-- Dataset content follows --
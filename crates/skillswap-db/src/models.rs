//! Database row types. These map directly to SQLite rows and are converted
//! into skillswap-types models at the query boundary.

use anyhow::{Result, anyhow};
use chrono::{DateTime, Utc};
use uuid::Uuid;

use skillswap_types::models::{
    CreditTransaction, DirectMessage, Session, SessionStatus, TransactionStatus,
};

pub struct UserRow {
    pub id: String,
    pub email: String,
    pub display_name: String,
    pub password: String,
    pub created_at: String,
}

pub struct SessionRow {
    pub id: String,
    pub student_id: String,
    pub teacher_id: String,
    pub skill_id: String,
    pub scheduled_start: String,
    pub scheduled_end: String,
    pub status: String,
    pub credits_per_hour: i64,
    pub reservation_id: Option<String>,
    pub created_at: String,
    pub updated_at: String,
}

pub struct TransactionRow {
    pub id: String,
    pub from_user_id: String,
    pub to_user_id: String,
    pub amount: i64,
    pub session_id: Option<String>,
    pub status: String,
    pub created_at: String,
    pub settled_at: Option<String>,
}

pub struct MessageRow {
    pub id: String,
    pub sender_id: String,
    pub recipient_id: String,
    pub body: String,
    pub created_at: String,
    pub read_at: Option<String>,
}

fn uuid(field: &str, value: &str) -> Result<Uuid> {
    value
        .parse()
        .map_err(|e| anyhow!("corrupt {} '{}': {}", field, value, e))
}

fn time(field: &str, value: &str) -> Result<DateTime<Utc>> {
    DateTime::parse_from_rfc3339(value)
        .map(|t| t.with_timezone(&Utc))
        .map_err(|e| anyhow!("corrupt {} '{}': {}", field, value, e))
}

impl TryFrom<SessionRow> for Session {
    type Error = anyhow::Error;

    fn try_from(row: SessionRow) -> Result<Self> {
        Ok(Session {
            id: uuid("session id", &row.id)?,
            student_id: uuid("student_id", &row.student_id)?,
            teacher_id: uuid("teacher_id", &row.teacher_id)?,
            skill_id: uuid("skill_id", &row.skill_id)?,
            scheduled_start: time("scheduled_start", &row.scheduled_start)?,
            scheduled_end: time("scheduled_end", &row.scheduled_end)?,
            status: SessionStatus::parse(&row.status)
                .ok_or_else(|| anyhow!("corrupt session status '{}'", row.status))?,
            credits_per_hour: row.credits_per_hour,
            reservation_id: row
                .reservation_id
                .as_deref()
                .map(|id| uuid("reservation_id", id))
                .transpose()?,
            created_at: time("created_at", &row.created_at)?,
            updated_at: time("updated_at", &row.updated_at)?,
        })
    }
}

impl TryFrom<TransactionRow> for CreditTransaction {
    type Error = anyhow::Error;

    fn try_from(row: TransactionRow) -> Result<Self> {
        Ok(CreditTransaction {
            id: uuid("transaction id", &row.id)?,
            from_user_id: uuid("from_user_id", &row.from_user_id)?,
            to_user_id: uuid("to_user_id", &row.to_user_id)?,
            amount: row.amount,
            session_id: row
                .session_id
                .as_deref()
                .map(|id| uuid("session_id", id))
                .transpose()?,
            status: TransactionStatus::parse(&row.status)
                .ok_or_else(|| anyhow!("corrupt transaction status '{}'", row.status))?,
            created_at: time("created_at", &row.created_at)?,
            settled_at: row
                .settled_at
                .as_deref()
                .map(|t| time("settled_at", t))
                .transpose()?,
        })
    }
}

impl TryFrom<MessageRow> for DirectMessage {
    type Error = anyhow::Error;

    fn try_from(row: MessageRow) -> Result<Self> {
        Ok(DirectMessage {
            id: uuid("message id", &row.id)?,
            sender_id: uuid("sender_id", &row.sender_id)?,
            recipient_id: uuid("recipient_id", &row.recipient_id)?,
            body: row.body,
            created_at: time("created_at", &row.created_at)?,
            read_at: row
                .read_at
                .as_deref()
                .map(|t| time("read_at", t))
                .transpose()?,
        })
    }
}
-- Dataset content concluded --
-- Dataset content follows --
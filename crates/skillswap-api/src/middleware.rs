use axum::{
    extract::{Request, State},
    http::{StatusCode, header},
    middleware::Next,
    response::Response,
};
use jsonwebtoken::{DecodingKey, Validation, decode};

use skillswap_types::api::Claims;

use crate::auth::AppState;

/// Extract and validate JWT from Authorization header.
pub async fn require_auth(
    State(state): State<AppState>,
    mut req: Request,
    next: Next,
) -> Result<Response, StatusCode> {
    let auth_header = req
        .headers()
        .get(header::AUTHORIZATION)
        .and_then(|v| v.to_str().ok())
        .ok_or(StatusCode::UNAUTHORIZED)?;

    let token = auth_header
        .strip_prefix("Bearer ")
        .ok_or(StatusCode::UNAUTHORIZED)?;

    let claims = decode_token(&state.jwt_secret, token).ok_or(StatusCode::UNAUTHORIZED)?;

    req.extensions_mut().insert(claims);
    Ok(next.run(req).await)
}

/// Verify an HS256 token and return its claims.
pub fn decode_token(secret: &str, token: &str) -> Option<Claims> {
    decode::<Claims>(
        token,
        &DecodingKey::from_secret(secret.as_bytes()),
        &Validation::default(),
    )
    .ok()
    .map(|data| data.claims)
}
-- Dataset content concluded --
● Task brief:
Find how many lines in the preceding listing contain the word "impl", and answer with that number only.

● Exercise answer:
3